> [PROBLEM REQUIREMENTS]: Print the data that follows exactly as it stands, from its first line through the line containing "pub fn load<T: DeserializeOwned>(&self, filename: &str)", and stop there.

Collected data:
BEGIN

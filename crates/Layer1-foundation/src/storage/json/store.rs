//! JSON 파일 저장소

use crate::{Error, Result};
use serde::de::DeserializeOwned;
use std::path::{Path, PathBuf};
use tracing::debug;

/// JSON 설정 저장소
#[derive(Debug, Clone)]
pub struct JsonStore {
    base_dir: PathBuf,
}

impl JsonStore {
    pub fn new(base_dir: impl Into<PathBuf>) -> Self {
        Self {
            base_dir: base_dir.into(),
        }
    }

    /// 글로벌 설정 (~/.config/onecode/)
    pub fn global() -> Result<Self> {
        let dir = dirs::config_dir()
            .ok_or_else(|| Error::Config("Cannot find config directory".to_string()))?
            .join("onecode");
        Ok(Self::new(dir))
    }

    /// 프로젝트 설정 (.onecode/)
    pub fn project(root: impl Into<PathBuf>) -> Self {
        Self::new(root.into().join(".onecode"))
    }

    /// 현재 디렉토리 프로젝트 설정
    pub fn current_project() -> Result<Self> {
        let cwd = std::env::current_dir()
            .map_err(|e| Error::Config(format!("Cannot get current directory: {}", e)))?;
        Ok(Self::project(cwd))
    }

    pub fn base_dir(&self) -> &Path {
        &self.base_dir
    }

    pub fn file_path(&self, filename: &str) -> PathBuf {
        self.base_dir.join(filename)
    }

    /// JSON 로드
    pub fn load<T: DeserializeOwned>(&self, filename: &str) -> Result<T> {
        let path = self.file_path(filename);
        let content = std::fs::read_to_string(&path)
            .map_err(|e| Error::Storage(format!("Failed to read {}: {}", path.display(), e)))?;
        serde_json::from_str(&content)
            .map_err(|e| Error::Storage(format!("Failed to parse {}: {}", path.display(), e)))
    }

    /// JSON 로드 (Optional)
    pub fn load_optional<T: DeserializeOwned>(&self, filename: &str) -> Result<Option<T>> {
        let path = self.file_path(filename);
        if !path.exists() {
            return Ok(None);
        }
        self.load(filename).map(Some)
    }
}

/// 같은 디렉토리의 임시 파일에 쓴 뒤 rename 한다. 실패해도 기존 파일은 그대로 남는다.
pub fn write_atomic(path: &Path, content: &[u8]) -> Result<()> {
    let file_name = path
        .file_name()
        .ok_or_else(|| Error::InvalidInput(format!("Not a file path: {}", path.display())))?;

    let mut tmp_name = file_name.to_os_string();
    tmp_name.push(format!(".tmp-{}", std::process::id()));
    let tmp_path = path.with_file_name(tmp_name);

    std::fs::write(&tmp_path, content)
        .map_err(|e| Error::Storage(format!("Failed to write {}: {}", tmp_path.display(), e)))?;

    if let Err(e) = std::fs::rename(&tmp_path, path) {
        let _ = std::fs::remove_file(&tmp_path);
        return Err(Error::Storage(format!(
            "Failed to replace {}: {}",
            path.display(),
            e
        )));
    }

    debug!("Wrote {} ({} bytes)", path.display(), content.len());
    Ok(())
}

#[cfg(test)]
mod tests {
    use super::*;
    use serde::Deserialize;
    use tempfile::TempDir;

    #[derive(Debug, PartialEq, Deserialize)]
    struct Sample {
        name: String,
        count: u32,
    }

    #[test]
    fn test_load_optional() {
        let temp = TempDir::new().unwrap();
        let store = JsonStore::new(temp.path());

        let loaded: Option<Sample> = store.load_optional("sample.json").unwrap();
        assert!(loaded.is_none());

        write_atomic(&store.file_path("sample.json"), br#"{"name": "sample", "count": 3}"#).unwrap();
        let loaded: Option<Sample> = store.load_optional("sample.json").unwrap();
        assert_eq!(
            loaded,
            Some(Sample {
                name: "sample".into(),
                count: 3
            })
        );
    }

    #[test]
    fn test_load_reports_parse_errors() {
        let temp = TempDir::new().unwrap();
        let store = JsonStore::new(temp.path());
        std::fs::write(store.file_path("broken.json"), "{ nope").unwrap();

        let result = store.load_optional::<Sample>("broken.json");
        assert!(matches!(result, Err(Error::Storage(msg)) if msg.contains("broken.json")));
    }

    #[test]
    fn test_write_atomic_replaces_without_leftovers() {
        let temp = TempDir::new().unwrap();
        let path = temp.path().join("registry.json");

        write_atomic(&path, b"{\"a\": 1}").unwrap();
        write_atomic(&path, b"{\"b\": 2}").unwrap();

        assert_eq!(std::fs::read_to_string(&path).unwrap(), "{\"b\": 2}");

        let entries: Vec<_> = std::fs::read_dir(temp.path()).unwrap().collect();
        assert_eq!(entries.len(), 1);
    }
}
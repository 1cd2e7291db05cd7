//! # onecode-foundation
//!
//! Foundation layer for OneCodePlant:
//! - Error: 공통 에러 타입
//! - Storage: JsonStore (범용), 원자적 파일 쓰기
//! - Config: 통합 설정 (OneCodeConfig - 플러그인 경로, 외부 도구, 로깅)

pub mod config;
pub mod error;
pub mod storage;

// ============================================================================
// Error
// ============================================================================
pub use error::{Error, Result};

// ============================================================================
// Storage
// ============================================================================
pub use storage::{write_atomic, JsonStore};

// ============================================================================
// Config
// ============================================================================
pub use config::{
    LogSettings, OneCodeConfig, PluginSettings, DEFAULT_TOOL_TIMEOUT_SECS, ONECODE_CONFIG_FILE,
};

END

> [THE COMPLETED TASK]:
filename crates/Layer1-foundation/src/storage/json/store.rs
//! JSON 파일 저장소

use crate::{Error, Result};
use serde::de::DeserializeOwned;
use std::path::{Path, PathBuf};
use tracing::debug;

/// JSON 설정 저장소
#[derive(Debug, Clone)]
pub struct JsonStore {
    base_dir: PathBuf,
}

impl JsonStore {
    pub fn new(base_dir: impl Into<PathBuf>) -> Self {
        Self {
            base_dir: base_dir.into(),
        }
    }

    /// 글로벌 설정 (~/.config/onecode/)
    pub fn global() -> Result<Self> {
        let dir = dirs::config_dir()
            .ok_or_else(|| Error::Config("Cannot find config directory".to_string()))?
            .join("onecode");
        Ok(Self::new(dir))
    }

    /// 프로젝트 설정 (.onecode/)
    pub fn project(root: impl Into<PathBuf>) -> Self {
        Self::new(root.into().join(".onecode"))
    }

    /// 현재 디렉토리 프로젝트 설정
    pub fn current_project() -> Result<Self> {
        let cwd = std::env::current_dir()
            .map_err(|e| Error::Config(format!("Cannot get current directory: {}", e)))?;
        Ok(Self::project(cwd))
    }

    pub fn base_dir(&self) -> &Path {
        &self.base_dir
    }

    pub fn file_path(&self, filename: &str) -> PathBuf {
        self.base_dir.join(filename)
    }

    /// JSON 로드
    pub fn load<T: DeserializeOwned>(&self, filename: &str) -> Result<T> {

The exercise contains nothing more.